Washington Department of Natural Resources reporting classified the 2022 fire season as the largest for Western Washington since modern recording was started in 1984. Nearly double the total volume of acres, 54,300 acre, burned compared to the prior two large western Washington fire seasons in 2020 and 2017. It also noted that the overall trend in western Washington fire seasons was that of increasing acres burning over time with larger fire seasons, a situation caused by increased drought frequency and drier forest conditions from climate change. The fire and subsequent effects from the burn scar resulted in a total cost placed at $8.7 million in containment cost, equivalent to $ million in 2026.
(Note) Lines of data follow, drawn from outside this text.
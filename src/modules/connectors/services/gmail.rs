use super::provider_trait::{Aggregator, PayoutMailbox, PayoutStatement};
use crate::config::ConnectorConfig;
use crate::core::{AppError, Result};
use async_trait::async_trait;
use base64::{engine::general_purpose::URL_SAFE_NO_PAD, Engine as _};
use chrono::{Duration, NaiveDate};
use reqwest_middleware::{ClientBuilder, ClientWithMiddleware};
use reqwest_retry::{policies::ExponentialBackoff, RetryTransientMiddleware};
use rust_decimal::Decimal;
use serde::Deserialize;
use std::str::FromStr;
use tracing::warn;

/// Labels a gross-order-value line may carry in a payout email
pub const GROSS_LABELS: [&str; 3] = ["gross order value", "total order value", "order value"];

/// Labels a net-payout line may carry in a payout email
pub const NET_LABELS: [&str; 3] = ["net payout", "amount credited", "payout amount"];

/// Gmail payout mailbox client
///
/// Implements PayoutMailbox over the Gmail REST API: searches for
/// aggregator payout emails covering a business date and parses the
/// gross order value and net payout out of the message body.
pub struct GmailPayoutClient {
    client: ClientWithMiddleware,
    access_token: String,
    base_url: String,
}

impl GmailPayoutClient {
    pub fn new(config: &ConnectorConfig, access_token: String) -> Result<Self> {
        let retry_policy =
            ExponentialBackoff::builder().build_with_max_retries(config.max_retries);
        let inner = reqwest::Client::builder()
            .timeout(std::time::Duration::from_secs(config.http_timeout_secs))
            .build()?;
        let client = ClientBuilder::new(inner)
            .with(RetryTransientMiddleware::new_with_policy(retry_policy))
            .build();

        Ok(Self {
            client,
            access_token,
            base_url: config.gmail_base_url.clone(),
        })
    }

    /// Payout mails land the day after the business date they cover, so the
    /// search window spans the date itself plus the following two days.
    fn search_query(aggregator: Aggregator, date: NaiveDate) -> String {
        let after = date.format("%Y/%m/%d");
        let before = (date + Duration::days(3)).format("%Y/%m/%d");
        format!(
            "from:{} subject:payout after:{} before:{}",
            aggregator.payout_sender(),
            after,
            before
        )
    }

    async fn fetch_statement(
        &self,
        aggregator: Aggregator,
        date: NaiveDate,
    ) -> Result<Option<PayoutStatement>> {
        let url = format!("{}/gmail/v1/users/me/messages", self.base_url);
        let query = Self::search_query(aggregator, date);

        let response = self
            .client
            .get(&url)
            .bearer_auth(&self.access_token)
            .query(&[("q", query.as_str()), ("maxResults", "5")])
            .send()
            .await
            .map_err(|e| AppError::connector(format!("Gmail search failed: {}", e)))?;

        let status = response.status();
        let body = response
            .text()
            .await
            .map_err(|e| AppError::connector(format!("Failed to read Gmail response: {}", e)))?;

        if !status.is_success() {
            return Err(AppError::connector(format!(
                "Gmail API error - HTTP {} ({})",
                status.as_u16(),
                body
            )));
        }

        let list: MessageList = serde_json::from_str(&body)
            .map_err(|e| AppError::connector(format!("Failed to parse Gmail response: {}", e)))?;

        for message_ref in list.messages.unwrap_or_default() {
            match self.parse_message(aggregator, date, &message_ref.id).await {
                Ok(Some(statement)) => return Ok(Some(statement)),
                Ok(None) => {
                    warn!(
                        aggregator = aggregator.as_str(),
                        message_id = %message_ref.id,
                        "Payout email did not contain parseable figures, skipping"
                    );
                }
                Err(e) => {
                    warn!(
                        aggregator = aggregator.as_str(),
                        message_id = %message_ref.id,
                        error = %e,
                        "Failed to fetch payout email, skipping"
                    );
                }
            }
        }

        Ok(None)
    }

    async fn parse_message(
        &self,
        aggregator: Aggregator,
        date: NaiveDate,
        message_id: &str,
    ) -> Result<Option<PayoutStatement>> {
        let url = format!("{}/gmail/v1/users/me/messages/{}", self.base_url, message_id);

        let response = self
            .client
            .get(&url)
            .bearer_auth(&self.access_token)
            .query(&[("format", "full")])
            .send()
            .await
            .map_err(|e| AppError::connector(format!("Gmail message fetch failed: {}", e)))?;

        let status = response.status();
        let body = response
            .text()
            .await
            .map_err(|e| AppError::connector(format!("Failed to read Gmail message: {}", e)))?;

        if !status.is_success() {
            return Err(AppError::connector(format!(
                "Gmail API error - HTTP {} ({})",
                status.as_u16(),
                body
            )));
        }

        let message: GmailMessage = serde_json::from_str(&body)
            .map_err(|e| AppError::connector(format!("Failed to parse Gmail message: {}", e)))?;

        let text = message
            .payload
            .map(|p| extract_plain_text(&p))
            .unwrap_or_default();

        let gross = parse_labeled_amount(&text, &GROSS_LABELS);
        let net = parse_labeled_amount(&text, &NET_LABELS);

        Ok(match (gross, net) {
            (Some(gross_order_value), Some(net_payout)) => Some(PayoutStatement {
                aggregator,
                date,
                gross_order_value,
                net_payout,
                message_id: message.id,
            }),
            _ => None,
        })
    }
}

#[async_trait]
impl PayoutMailbox for GmailPayoutClient {
    async fn payout_statements(&self, date: NaiveDate) -> Result<Vec<PayoutStatement>> {
        let mut statements = Vec::new();

        for aggregator in Aggregator::ALL {
            match self.fetch_statement(aggregator, date).await {
                Ok(Some(statement)) => statements.push(statement),
                // Delayed or absent payout mail: the POS figure stands
                Ok(None) => {}
                Err(e) => {
                    warn!(
                        aggregator = aggregator.as_str(),
                        date = %date,
                        error = %e,
                        "Payout mailbox lookup failed, falling back to POS figures"
                    );
                }
            }
        }

        Ok(statements)
    }

    fn name(&self) -> &str {
        "gmail"
    }
}

/// Walk a Gmail payload tree and concatenate all text/plain bodies
fn extract_plain_text(payload: &GmailPayload) -> String {
    let mut text = String::new();

    let is_plain = payload
        .mime_type
        .as_deref()
        .map(|m| m.starts_with("text/plain"))
        .unwrap_or(false);

    if is_plain {
        if let Some(data) = payload.body.as_ref().and_then(|b| b.data.as_deref()) {
            if let Some(decoded) = decode_body(data) {
                text.push_str(&decoded);
                text.push('\n');
            }
        }
    }

    for part in payload.parts.as_deref().unwrap_or_default() {
        text.push_str(&extract_plain_text(part));
    }

    text
}

/// Gmail bodies are base64url, sometimes padded
fn decode_body(data: &str) -> Option<String> {
    let bytes = URL_SAFE_NO_PAD.decode(data.trim_end_matches('=')).ok()?;
    String::from_utf8(bytes).ok()
}

/// Find a line carrying one of the labels and parse the amount after it.
/// Matching is case-insensitive; the first label hit wins.
pub fn parse_labeled_amount(text: &str, labels: &[&str]) -> Option<Decimal> {
    for line in text.lines() {
        let lower = line.to_lowercase();
        for label in labels {
            if let Some(pos) = lower.find(label) {
                let rest = &line[pos + label.len()..];
                if let Some(amount) = parse_inr_amount(rest) {
                    return Some(amount);
                }
            }
        }
    }
    None
}

/// Parse an INR amount out of free text: skips currency markers (₹, Rs.,
/// INR) and separators, tolerates Indian comma grouping. The digits must
/// directly follow a separator or a currency marker, so narrative numbers
/// ("will arrive in 2 days") never parse as an amount.
pub fn parse_inr_amount(text: &str) -> Option<Decimal> {
    let first_digit = text.find(|c: char| c.is_ascii_digit())?;
    if !amount_prefix_ok(&text[..first_digit]) {
        return None;
    }

    let mut digits = String::new();

    for c in text[first_digit..].chars() {
        match c {
            '0'..='9' => digits.push(c),
            '.' => digits.push(c),
            ',' => {} // grouping separator
            _ => break,
        }
    }

    // A full stop after the amount is sentence punctuation
    Decimal::from_str(digits.trim_end_matches('.')).ok()
}

/// Whatever sits between the label and the digits must be a separator, a
/// currency marker, or nothing at all
fn amount_prefix_ok(prefix: &str) -> bool {
    let prefix = prefix.trim_end();
    if prefix.is_empty() || prefix.ends_with([':', '-', '=', '₹']) {
        return true;
    }

    let lower = prefix.to_lowercase();
    lower.ends_with("rs") || lower.ends_with("rs.") || lower.ends_with("inr")
}

// Gmail API response structures

#[derive(Debug, Deserialize)]
struct MessageList {
    messages: Option<Vec<MessageRef>>,
}

#[derive(Debug, Deserialize)]
struct MessageRef {
    id: String,
}

#[derive(Debug, Deserialize)]
struct GmailMessage {
    id: String,
    payload: Option<GmailPayload>,
}

#[derive(Debug, Deserialize)]
#[serde(rename_all = "camelCase")]
struct GmailPayload {
    mime_type: Option<String>,
    body: Option<GmailBody>,
    parts: Option<Vec<GmailPayload>>,
}

#[derive(Debug, Deserialize)]
struct GmailBody {
    data: Option<String>,
}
A November 2022 King County ordinance estimated a monthly average of 180,000 vehicles were crossing the U.S. Route 2 corridor and impacted by the Bolt Creek Fire closures. During the periods of U.S. 2 closure east-west traffic was shifted from a 45 minute drive to a 5 hour drive at the shortest. The quickest alternative route involved moving south to Interstate 90 and Snoqualmie Pass then turning north on U.S. Route 97 over Blewett Pass and then back onto U.S. 2.
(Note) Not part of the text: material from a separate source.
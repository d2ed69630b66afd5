pub mod connected_account;

pub use connected_account::{AccountKind, ConnectedAccount};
A series of nine drainage basin areas with distinct alluvial fans were inspected by the USFS BAER team and assessed for the possibilities of post fire flash floods or debris flows. Five of the alluvial fan areas were deemed to be of high risk, with impacts possible to residential housing in the Grotto area, Bonneville Power Association lines, U.S. Route 2, and the BNSF railway on various fans. Additionally, signage was recommended at the camping areas on Beckler River, Buck Creek, and Bolt Creek warning of potential flash flooding or debris flows from the slopes above. Studies of the surface soil behavior in the burn scar show a marked difference in behavior due to the ash content left on the surface and in subsurface layers of the ground. Surface ash was noted to be hydrophilic and retained more water from precipitation, it was also more mobile then unburned surface matter, The subsurface ash is also hydrophilic, and acts as a barrier reducing the volume of water reaching unburned soils.
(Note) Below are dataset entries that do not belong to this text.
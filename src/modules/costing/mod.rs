pub mod controllers;
pub mod models;
pub mod repositories;
pub mod services;

pub use models::{CostingFigure, DailyCosting, FigureSource, PeriodCosting};
pub use services::{CostingCalculator, CostingService};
The King County ordinance also called out the Bolt Creek burn scar as a major source of road closures in the years after 2022 due to tree falls, debris flows, and other slope instability issues. The first flash flood threat was identified in the scar October 25, 2022 and warning have been issued since, such as during the 2025 Pacific Northwest floods when the Washington Emergency Management Division issued a high risk assessment for the Burn Scar based on the estimated rain fall volumes. Washington State Department of Transportation addressed the potential issues by closing some endangered roads, placing warning signs along U.S. Route 2, and removing approximately 500 trees along the highway corridor in the scar. The threat was estimated to slowly dissipate over the two to five years post-fire, but would continue to be exacerbated by ongoing climate change.

The limited road access to the unincorporated Money Creek area west of the Miller River was not considered a major problem until access out of the area was cut off by the Bolt Creek Fire. The 2022 ordinance also called for study of the options and costs for addressing the evacuation problem for the community. The subsequent report focused mostly on the costs and problems which replacement of the East Miller River Bridge would incur. While all the options that were not already in place and budgeted for, such as search & rescue or helicopter flights, were considered "prohibitively expensive", the report deemed that reconnection with the existing bridge span was the most reasonable of the options.